Epthianura is a genus of bird also known as the Australian chats. Along with the gibberbird in the genus Ashbyia they were once thought to constitute a separate family, the Epthianuridae, although most taxonomists today treat them as a subfamily, Epthianurinae, of the honeyeater family Meliphagidae.

==Distribution, habitat and movements==
The genus Epthianura is endemic to the continent of Australia, where they are widely distributed across the mainland and, in the case of the white-fronted chat, Tasmania. With the exception of that species they are generally distributed in the central part of Australia; the white-fronted chat being the most coastal species.
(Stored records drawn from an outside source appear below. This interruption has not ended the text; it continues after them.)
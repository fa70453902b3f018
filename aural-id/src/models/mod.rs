//! Data models and API schemas

pub mod ingest;
pub mod pagination;
pub mod search;
pub mod track;

pub use ingest::{IngestResponse, IngestStatus};
pub use pagination::{PaginatedResponse, PaginationMeta};
pub use search::{ExactMatch, SearchMode, SearchResponse, VibeMatch};
pub use track::{Track, TrackDetail, TrackInfo};
//! Audio embedding via an external model process
//!
//! The embedder binary receives 48 kHz mono f32le PCM on stdin and writes
//! one JSON document to stdout. Model variants disagree on the output
//! shape, so three forms are accepted: a raw `[1, D]` tensor, an object
//! with a non-null `pooled_output [1, D]`, or an object with
//! `last_hidden_state [1, T, D]` (position 0 along T is taken). The batch
//! dimension is squeezed and the vector stored as plain floats.
//!
//! Inference is CPU-bound and serialized process-wide by a single-slot
//! semaphore held only across the model call; surrounding I/O is not
//! serialized, and the permit is released on success and failure alike.

use once_cell::sync::Lazy;
use serde::Deserialize;
use std::process::Stdio;
use thiserror::Error;
use tokio::io::AsyncWriteExt;
use tokio::process::Command;
use tokio::sync::Semaphore;
use tracing::debug;

use crate::audio::chunker::PcmChunk;
use crate::config::ServiceConfig;

/// Single-slot gate: at most one inference runs at any instant, shared by
/// the vibe lane and the ingestion embedding step.
static EMBED_GATE: Lazy<Semaphore> = Lazy::new(|| Semaphore::new(1));

/// Embedding errors
#[derive(Debug, Error)]
pub enum EmbeddingError {
    /// No embedder configured or binary missing
    #[error("Embedding model unavailable: {0}")]
    Unavailable(String),

    /// Embedder process exited non-zero
    #[error("Embedder process failed: {0}")]
    ProcessFailed(String),

    /// Output was not one of the accepted shapes
    #[error("Failed to parse embedder output: {0}")]
    ParseError(String),

    /// Vector length did not match the configured dimensionality
    #[error("Embedding dimension mismatch: expected {expected}, got {actual}")]
    WrongDimension { expected: usize, actual: usize },

    /// I/O error talking to the child process
    #[error("I/O error: {0}")]
    Io(#[from] std::io::Error),
}

/// A chunk embedding ready for the vector store
#[derive(Debug, Clone)]
pub struct AudioChunk {
    /// Fixed-dimension embedding vector
    pub embedding: Vec<f32>,
    /// Chunk start time within the track (seconds)
    pub offset_sec: f64,
    /// Sequential chunk index
    pub chunk_index: usize,
    /// Unpadded chunk duration (seconds)
    pub duration_sec: f64,
}

/// The shapes model variants emit.
#[derive(Debug, Deserialize)]
#[serde(untagged)]
enum ModelOutput {
    Object {
        #[serde(default)]
        pooled_output: Option<Vec<Vec<f32>>>,
        #[serde(default)]
        last_hidden_state: Option<Vec<Vec<Vec<f32>>>>,
    },
    Raw(Vec<Vec<f32>>),
}

/// External embedder client
#[derive(Debug, Clone)]
pub struct Embedder {
    bin: String,
    model: String,
    dim: usize,
}

impl Embedder {
    /// Build from config; fails closed when no embedder binary is set.
    pub fn from_config(config: &ServiceConfig) -> Result<Self, EmbeddingError> {
        let bin = config
            .embed_bin
            .clone()
            .ok_or_else(|| EmbeddingError::Unavailable("no embedder binary configured".into()))?;

        Ok(Self {
            bin,
            model: config.embedding_model.clone(),
            dim: config.embedding_dim,
        })
    }

    /// Model identifier recorded on tracks and responses.
    pub fn model_name(&self) -> &str {
        &self.model
    }

    /// Embedding dimensionality.
    pub fn dim(&self) -> usize {
        self.dim
    }

    /// Produce one embedding vector for a buffer of 48 kHz samples.
    pub async fn embed(&self, samples: &[f32]) -> Result<Vec<f32>, EmbeddingError> {
        let pcm: Vec<u8> = samples.iter().flat_map(|s| s.to_le_bytes()).collect();

        // Gate held only across the model call; dropped on every path.
        let _permit = EMBED_GATE
            .acquire()
            .await
            .map_err(|_| EmbeddingError::Unavailable("inference gate closed".into()))?;

        let output = self.run_model(&pcm).await?;
        squeeze_output(output, self.dim)
    }

    /// Embed every chunk of a track, in order.
    ///
    /// The gate is re-acquired per chunk so a long track cannot starve
    /// concurrent query-path inference.
    pub async fn embed_chunks(
        &self,
        chunks: Vec<PcmChunk>,
    ) -> Result<Vec<AudioChunk>, EmbeddingError> {
        let mut out = Vec::with_capacity(chunks.len());
        for chunk in chunks {
            let embedding = self.embed(&chunk.samples).await?;
            out.push(AudioChunk {
                embedding,
                offset_sec: chunk.offset_sec,
                chunk_index: chunk.index,
                duration_sec: chunk.duration_sec,
            });
        }
        debug!(chunks = out.len(), "Generated chunk embeddings");
        Ok(out)
    }

    async fn run_model(&self, pcm: &[u8]) -> Result<ModelOutput, EmbeddingError> {
        let mut child = Command::new(&self.bin)
            .arg(&self.model)
            .stdin(Stdio::piped())
            .stdout(Stdio::piped())
            .stderr(Stdio::piped())
            .spawn()
            .map_err(|e| match e.kind() {
                std::io::ErrorKind::NotFound => {
                    EmbeddingError::Unavailable(format!("embedder binary '{}' not found", self.bin))
                }
                _ => EmbeddingError::Io(e),
            })?;

        let mut stdin = child
            .stdin
            .take()
            .ok_or_else(|| EmbeddingError::ProcessFailed("embedder stdin unavailable".into()))?;
        let input = pcm.to_vec();
        let writer = tokio::spawn(async move {
            let _ = stdin.write_all(&input).await;
        });

        let output = child.wait_with_output().await?;
        let _ = writer.await;

        if !output.status.success() {
            return Err(EmbeddingError::ProcessFailed(
                String::from_utf8_lossy(&output.stderr).trim().to_string(),
            ));
        }

        serde_json::from_slice(&output.stdout)
            .map_err(|e| EmbeddingError::ParseError(e.to_string()))
    }
}

/// Reduce a model output to a single D-length vector.
fn squeeze_output(output: ModelOutput, dim: usize) -> Result<Vec<f32>, EmbeddingError> {
    let vector = match output {
        ModelOutput::Raw(mut rows) => {
            if rows.is_empty() {
                return Err(EmbeddingError::ParseError("empty output tensor".into()));
            }
            rows.swap_remove(0)
        }
        ModelOutput::Object {
            pooled_output: Some(mut rows),
            ..
        } if !rows.is_empty() => rows.swap_remove(0),
        ModelOutput::Object {
            last_hidden_state: Some(mut batches),
            ..
        } if !batches.is_empty() && !batches[0].is_empty() => batches.swap_remove(0).swap_remove(0),
        ModelOutput::Object { .. } => {
            return Err(EmbeddingError::ParseError(
                "output object carries neither pooled_output nor last_hidden_state".into(),
            ));
        }
    };

    if vector.len() != dim {
        return Err(EmbeddingError::WrongDimension {
            expected: dim,
            actual: vector.len(),
        });
    }

    Ok(vector)
}
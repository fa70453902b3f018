//! Olaf acoustic fingerprint store client
//!
//! Wraps the `olaf_c` command-line tool, which maintains an inverted hash
//! index keyed by track name and reads PCM from disk (not stdin). The
//! store tolerates exactly one writer process; writes are serialized by
//! the ingestion mutex, reads are not gated.
//!
//! Audio must be 16 kHz mono f32le PCM.

use std::io::Write;
use std::path::PathBuf;
use std::process::Stdio;
use thiserror::Error;
use tokio::process::Command;
use tracing::{debug, error, info, warn};
use uuid::Uuid;

/// Olaf client errors
#[derive(Debug, Error)]
pub enum OlafError {
    /// olaf_c binary not found
    #[error("olaf_c binary not found at '{0}'")]
    BinaryNotFound(String),

    /// Subprocess I/O failure
    #[error("olaf_c I/O error: {0}")]
    Io(#[from] std::io::Error),
}

/// A single match line from an olaf query.
#[derive(Debug, Clone, PartialEq)]
pub struct OlafMatch {
    /// Number of aligned fingerprint hashes
    pub match_count: u32,
    /// Start time in the query audio (seconds)
    pub query_start: f64,
    /// Stop time in the query audio (seconds)
    pub query_stop: f64,
    /// Track name used when indexing (a stringified UUID here)
    pub reference_path: String,
    /// Internal olaf reference id
    pub reference_id: i64,
    /// Start time in the reference track (seconds)
    pub reference_start: f64,
    /// Stop time in the reference track (seconds)
    pub reference_stop: f64,
}

/// Client for the olaf_c fingerprint store
#[derive(Debug, Clone)]
pub struct OlafClient {
    bin: String,
    db_dir: PathBuf,
}

impl OlafClient {
    /// Create a client for the given binary and index directory.
    pub fn new(bin: impl Into<String>, db_dir: impl Into<PathBuf>) -> Self {
        Self {
            bin: bin.into(),
            db_dir: db_dir.into(),
        }
    }

    /// Index a track's fingerprint hashes under its UUID string.
    ///
    /// Returns `Ok(false)` on a tool-level failure (logged); the pipeline
    /// records the miss on the track row and continues.
    pub async fn store(&self, pcm_16k_f32le: &[u8], track_id: Uuid) -> Result<bool, OlafError> {
        if pcm_16k_f32le.is_empty() {
            warn!(track_id = %track_id, "Empty PCM provided for fingerprint indexing");
            return Ok(false);
        }

        let tmp = self.write_temp_pcm(pcm_16k_f32le)?;
        let output = self
            .run(&["store", &tmp.path().to_string_lossy(), &track_id.to_string()])
            .await?;

        if !output.status.success() {
            error!(
                track_id = %track_id,
                code = output.status.code().unwrap_or(-1),
                stderr = %String::from_utf8_lossy(&output.stderr).trim(),
                "olaf_c store failed"
            );
            return Ok(false);
        }

        info!(track_id = %track_id, "Indexed track fingerprints");
        Ok(true)
    }

    /// Query the index with a PCM clip.
    ///
    /// A non-zero exit is treated as "no matches". A missing binary is the
    /// distinguished `BinaryNotFound` error.
    pub async fn query(&self, pcm_16k_f32le: &[u8]) -> Result<Vec<OlafMatch>, OlafError> {
        if pcm_16k_f32le.is_empty() {
            return Ok(Vec::new());
        }

        let tmp = self.write_temp_pcm(pcm_16k_f32le)?;
        let output = self
            .run(&["query", &tmp.path().to_string_lossy(), "query"])
            .await?;

        if !output.status.success() {
            warn!(
                code = output.status.code().unwrap_or(-1),
                stderr = %String::from_utf8_lossy(&output.stderr).trim(),
                "olaf_c query failed; treating as no matches"
            );
            return Ok(Vec::new());
        }

        Ok(parse_query_output(&String::from_utf8_lossy(&output.stdout)))
    }

    /// Remove a track from the index.
    pub async fn delete(&self, track_id: Uuid) -> Result<bool, OlafError> {
        let output = self.run(&["del", &track_id.to_string()]).await?;

        if !output.status.success() {
            error!(
                track_id = %track_id,
                code = output.status.code().unwrap_or(-1),
                "olaf_c del failed"
            );
            return Ok(false);
        }

        info!(track_id = %track_id, "Deleted track fingerprints");
        Ok(true)
    }

    /// Spawn olaf_c with OLAF_DB pointed at the index directory.
    async fn run(&self, args: &[&str]) -> Result<std::process::Output, OlafError> {
        std::fs::create_dir_all(&self.db_dir)?;
        let db_dir = self
            .db_dir
            .canonicalize()
            .unwrap_or_else(|_| self.db_dir.clone());

        debug!(bin = %self.bin, ?args, "Invoking olaf_c");

        Command::new(&self.bin)
            .args(args)
            .env("OLAF_DB", &db_dir)
            .stdout(Stdio::piped())
            .stderr(Stdio::piped())
            .output()
            .await
            .map_err(|e| match e.kind() {
                std::io::ErrorKind::NotFound => OlafError::BinaryNotFound(self.bin.clone()),
                _ => OlafError::Io(e),
            })
    }

    /// Write PCM to a temp file the tool can read; the file is removed when
    /// the returned handle drops, on every path.
    fn write_temp_pcm(&self, pcm: &[u8]) -> Result<tempfile::NamedTempFile, OlafError> {
        let mut tmp = tempfile::Builder::new()
            .prefix("aural-olaf-")
            .suffix(".raw")
            .tempfile()?;
        tmp.write_all(pcm)?;
        tmp.flush()?;
        Ok(tmp)
    }
}

/// Parse query stdout into matches, strongest first.
fn parse_query_output(stdout: &str) -> Vec<OlafMatch> {
    let mut matches: Vec<OlafMatch> = stdout
        .lines()
        .filter_map(|line| parse_query_line(line.trim()))
        .collect();

    matches.sort_by(|a, b| b.match_count.cmp(&a.match_count));
    matches
}

/// Parse a single output line: comma-separated first, semicolon fallback.
///
/// Expected fields, in order:
/// `match_count, query_start, query_stop, ref_path, ref_id, ref_start, ref_stop`
fn parse_query_line(line: &str) -> Option<OlafMatch> {
    if line.is_empty() {
        return None;
    }

    let comma: Vec<&str> = line.split(',').map(str::trim).collect();
    if comma.len() >= 7 {
        if let Some(m) = fields_to_match(&comma) {
            return Some(m);
        }
    }

    let semi: Vec<&str> = line.split(';').map(str::trim).collect();
    if semi.len() >= 7 {
        if let Some(m) = fields_to_match(&semi) {
            return Some(m);
        }
    }

    debug!(line, "Skipping unparseable olaf output line");
    None
}

fn fields_to_match(parts: &[&str]) -> Option<OlafMatch> {
    Some(OlafMatch {
        match_count: parts[0].parse().ok()?,
        query_start: parts[1].parse().ok()?,
        query_stop: parts[2].parse().ok()?,
        reference_path: parts[3].to_string(),
        reference_id: parts[4].parse().ok()?,
        reference_start: parts[5].parse().ok()?,
        reference_stop: parts[6].parse().ok()?,
    })
}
The Australian chats have adapted to a wide range of habitat types in the interior of Australia, though they generally are found in more shrubby environments than wooded ones and are also seldom found in high altitudes. They are particularly adapted to arid environments, but also frequent riparian woodlands, temporary and permanent wetlands, herblands, and even human modified farmlands.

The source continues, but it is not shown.